◆ Task item:
Could you restate all of the entries, word for word?

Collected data
────────────────────────────────────────

//! site scope, the fallback of last resort
use crate::error::UsageError;
use crate::evaluate::{EvalError, EvalOptions, Evaluator};
use crate::json_document::{Acceptable, Evaluable, JsonDocument, Loadable, Locator};
use crate::key_path::KeyPath;
use serde_json::Value;
use std::path::PathBuf;

/// Site document locations, relative to each root
pub const SITE_FILES: &[&str] = &["etc/prodconf/site.json", "etc/site.json"];

#[derive(Debug, Default)]
pub struct Site {
    document: Option<JsonDocument>,
}

impl Site {
    pub fn new() -> Self {
        Self::default()
    }

    pub fn with_document(document: JsonDocument) -> Self {
        Self {
            document: Some(document),
        }
    }

    pub fn locator(roots: &[PathBuf]) -> Locator {
        Locator::new(
            roots.to_vec(),
            SITE_FILES.iter().map(|name| name.to_string()).collect(),
        )
    }

    /// `Ok(None)` when no site document is loaded
    pub fn get(&self, key_path: &KeyPath) -> Result<Option<&Value>, UsageError> {
        match &self.document {
            Some(document) => document.get(key_path),
            None => Ok(None),
        }
    }
}

/// every parsable site document is used
impl Acceptable for Site {
    fn accept(&self, _raw: &Value) -> bool {
        true
    }
}

impl Loadable for Site {
    fn document(&self) -> Option<&JsonDocument> {
        self.document.as_ref()
    }

    fn replace_document(&mut self, document: JsonDocument) {
        self.document = Some(document);
    }
}

impl Evaluable for Site {
    fn evaluate(&mut self, evaluator: &Evaluator, options: EvalOptions) -> Result<(), EvalError> {
        match &mut self.document {
            Some(document) => document.evaluate(evaluator, options),
            None => Ok(()),
        }
    }
}
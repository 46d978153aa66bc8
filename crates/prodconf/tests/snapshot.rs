//! Snapshot tests
//!
//! Loads each fixture in /tests/fixtures/, evaluates it and compares the evaluated tree.

use prodconf::evaluate::{EvalOptions, Evaluator};
use prodconf::json_document::{Evaluable, JsonDocument, LoadRequest};
use prodconf::KeyPath;
use std::path::PathBuf;

fn fixture(name: &str) -> PathBuf {
    PathBuf::from(env!("CARGO_MANIFEST_DIR"))
        .join("tests/fixtures")
        .join(name)
}

fn evaluated(name: &str) -> JsonDocument {
    let mut document = JsonDocument::load(&LoadRequest::path(fixture(name)))
        .expect("fixture must load")
        .expect("fixture is accepted");

    let evaluator = Evaluator::new().with_var("node", "web01");
    document
        .evaluate(&evaluator, EvalOptions::new(false))
        .expect("fixture must converge");
    document
}

#[test]
fn arithmetic() {
    insta::assert_json_snapshot!(evaluated("arithmetic.json").evaluated(), @r###"
    {
      "sum": "5",
      "text": "workers: 8, ratio: 2.5",
      "flag": "true",
      "list": "[1,2,\"three\"]",
      "untouched": 42,
      "nested": {
        "deeper": [
          "A",
          true,
          null
        ]
      }
    }
    "###);
}

#[test]
fn siblings_and_escapes() {
    insta::assert_json_snapshot!(evaluated("siblings.json").evaluated(), @r###"
    {
      "url": "https://web01.example.org/",
      "fqdn": "web01.example.org",
      "domain": "example.org",
      "escaped": "example.org",
      "deep_escape": "2",
      "broken": "(undef)"
    }
    "###);
}

#[test]
fn site() {
    let document = evaluated("site.json");

    insta::assert_json_snapshot!(document.evaluated(), @r###"
    {
      "domain": "example.org",
      "port": 8080,
      "listen": {
        "http": {
          "address": "0.0.0.0"
        },
        "https": {
          "address": "0.0.0.0",
          "port": 443
        }
      },
      "logs": "/var/log/web01",
      "mail": {
        "relay": "smtp.example.org"
      }
    }
    "###);

    let port: KeyPath = "listen.http|https.port".parse().unwrap();
    insta::assert_json_snapshot!(document.get(&port).unwrap(), @"443");
}

#[test]
fn root_path_returns_the_whole_evaluated_document() {
    for name in ["arithmetic.json", "siblings.json", "site.json"] {
        let document = evaluated(name);
        let whole = document.get(&KeyPath::root()).unwrap();

        assert_eq!(whole, Some(document.evaluated()), "{name}");
        let text = serde_json::to_string(document.evaluated()).unwrap();
        assert!(!text.contains("[eval:"), "{name}: {text}");
        assert_ne!(document.raw(), document.evaluated(), "{name}");
    }
}
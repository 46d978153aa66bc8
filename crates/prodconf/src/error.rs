//! error taxonomy shared by all components
//!
//! "not found" is never an error: lookups return `Option` and callers cascade on `None`.
//! Acceptance rejection is not an error either: loading returns `Ok(None)`/`Ok(false)`.
use std::path::PathBuf;

/// Caller violated a precondition
#[derive(thiserror::Error, Debug, Clone, PartialEq, Eq)]
pub enum UsageError {
    #[error("key path must not be empty")]
    EmptyKeyPath,
    #[error("alternative set at position {0} of the key path is empty")]
    EmptyAlternatives(usize),
    #[error("invalid key path `{0}`")]
    InvalidKeyPath(String),
    #[error("lookup base must be a JSON object")]
    NonMapBase,
    #[error("a document is loaded either from a path or from a locator, not both")]
    PathAndLocator,
    #[error("neither a path nor a locator was given")]
    NoSource,
    #[error("file not found: {}", .0.display())]
    MissingPath(PathBuf),
    #[error("`{0}` is not usable as a node name")]
    InvalidNodeName(String),
}

/// Any failure surfaced by the configuration layer
#[derive(thiserror::Error, Debug)]
pub enum ConfigError {
    #[error(transparent)]
    Usage(#[from] UsageError),
    #[error(transparent)]
    Load(#[from] crate::json_document::LoadError),
    #[error(transparent)]
    Eval(#[from] crate::evaluate::EvalError),
    #[error(transparent)]
    Expression(#[from] crate::evaluate::ExprError),
    #[error("unable to determine the node name from the host name")]
    NodeName(#[source] std::io::Error),
}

────────────────────────────────────────

◆ Problem solution:
//! site scope, the fallback of last resort
use crate::error::UsageError;
use crate::evaluate::{EvalError, EvalOptions, Evaluator};
use crate::json_document::{Acceptable, Evaluable, JsonDocument, Loadable, Locator};
use crate::key_path::KeyPath;
use serde_json::Value;
use std::path::PathBuf;

/// Site document locations, relative to each root
pub const SITE_FILES: &[&str] = &["etc/prodconf/site.json", "etc/site.json"];

#[derive(Debug, Default)]
pub struct Site {
    document: Option<JsonDocument>,
}

impl Site {
    pub fn new() -> Self {
        Self::default()
    }

    pub fn with_document(document: JsonDocument) -> Self {
        Self {
            document: Some(document),
        }
    }

    pub fn locator(roots: &[PathBuf]) -> Locator {
        Locator::new(
            roots.to_vec(),
            SITE_FILES.iter().map(|name| name.to_string()).collect(),
        )
    }

    /// `Ok(None)` when no site document is loaded
    pub fn get(&self, key_path: &KeyPath) -> Result<Option<&Value>, UsageError> {
        match &self.document {
            Some(document) => document.get(key_path),
            None => Ok(None),
        }
    }
}

/// every parsable site document is used
impl Acceptable for Site {
    fn accept(&self, _raw: &Value) -> bool {
        true
    }
}

impl Loadable for Site {
    fn document(&self) -> Option<&JsonDocument> {
        self.document.as_ref()
    }

    fn replace_document(&mut self, document: JsonDocument) {
        self.document = Some(document);
    }
}

impl Evaluable for Site {
    fn evaluate(&mut self, evaluator: &Evaluator, options: EvalOptions) -> Result<(), EvalError> {
        match &mut self.document {
            Some(document) => document.evaluate(evaluator, options),
            None => Ok(()),
        }
    }
}
repository 46d978153aa66bc8
filename crates/prodconf/tests/snapshot.rs
//! Snapshot tests
//!
//! Loads each fixture in /tests/fixtures/, evaluates it and compares the evaluated tree.

use prodconf::evaluate::{EvalOptions, Evaluator};
use prodconf::json_document::{Evaluable, JsonDocument, LoadRequest};
use prodconf::KeyPath;
use std::path::PathBuf;

fn fixture(name: &str) -> PathBuf {
    PathBuf::from(env!("CARGO_MANIFEST_DIR"))
        .join("tests/fixtures")
        .join(name)
}

fn evaluated(name: &str) -> JsonDocument {
    let mut document = JsonDocument::load(&LoadRequest::path(fixture(name)))
        .expect("fixture must load")
        .expect("fixture is accepted");

    let evaluator = Evaluator::new().with_var("node", "web01");
    document
        .evaluate(&evaluator, EvalOptions::new(false))
        .expect("fixture must converge");
    document
}

#[test]
fn arithmetic() {
    insta::assert_json_snapshot!(evaluated("arithmetic.json").evaluated(), @r###"
    {
      "sum": "5",
      "text": "workers: 8, ratio: 2.5",
      "flag": "true",
      "list": "[1,2,\"three\"]",
      "untouched": 42,
      "nested": {
        "deeper": [
          "A",
          true,
          null
        ]
      }
    }
    "###);
}

#[test]
fn siblings_and_escapes() {
    insta::assert_json_snapshot!(evaluated("siblings.json").evaluated(), @r###"
    {
      "url": "https://web01.example.org/",
      "fqdn": "web01.example.org",
      "domain": "example.org",
      "escaped": "example.org",
      "deep_escape": "2",
      "broken": "(undef)"
    }
    "###);
}

#[test]
fn site() {
    let document = evaluated("site.json");

    insta::assert_json_snapshot!(document.evaluated(), @r###"
    {
      "domain": "example.org",
      "port": 8080,
      "listen": {
        "http": {
          "address": "0.0.0.0"
        },
        "https": {
          "address": "0.0.0.0",
          "port": 443
        }
      },
      "logs": "/var/log/web01",
      "mail": {
        "relay": "smtp.example.org"
      }
    }
    "###);

    let port: KeyPath = "listen.http|https.port".parse().unwrap();
    insta::assert_json_snapshot!(document.get(&port).unwrap(), @"443");
}

#[test]
fn root_path_returns_the_whole_evaluated_document() {
    for name in ["arithmetic.json", "siblings.json", "site.json"] {
        let document = evaluated(name);
        let whole = document.get(&KeyPath::root()).unwrap();

        assert_eq!(whole, Some(document.evaluated()), "{name}");
        let text = serde_json::to_string(document.evaluated()).unwrap();
        assert!(!text.contains("[eval:"), "{name}: {text}");
        assert_ne!(document.raw(), document.evaluated(), "{name}");
    }
}
repository 46d978153aa66bc8
filename crates/prodconf/src/error.rs
//! error taxonomy shared by all components
//!
//! "not found" is never an error: lookups return `Option` and callers cascade on `None`.
//! Acceptance rejection is not an error either: loading returns `Ok(None)`/`Ok(false)`.
use std::path::PathBuf;

/// Caller violated a precondition
#[derive(thiserror::Error, Debug, Clone, PartialEq, Eq)]
pub enum UsageError {
    #[error("key path must not be empty")]
    EmptyKeyPath,
    #[error("alternative set at position {0} of the key path is empty")]
    EmptyAlternatives(usize),
    #[error("invalid key path `{0}`")]
    InvalidKeyPath(String),
    #[error("lookup base must be a JSON object")]
    NonMapBase,
    #[error("a document is loaded either from a path or from a locator, not both")]
    PathAndLocator,
    #[error("neither a path nor a locator was given")]
    NoSource,
    #[error("file not found: {}", .0.display())]
    MissingPath(PathBuf),
    #[error("`{0}` is not usable as a node name")]
    InvalidNodeName(String),
}

/// Any failure surfaced by the configuration layer
#[derive(thiserror::Error, Debug)]
pub enum ConfigError {
    #[error(transparent)]
    Usage(#[from] UsageError),
    #[error(transparent)]
    Load(#[from] crate::json_document::LoadError),
    #[error(transparent)]
    Eval(#[from] crate::evaluate::EvalError),
    #[error(transparent)]
    Expression(#[from] crate::evaluate::ExprError),
    #[error("unable to determine the node name from the host name")]
    NodeName(#[source] std::io::Error),
}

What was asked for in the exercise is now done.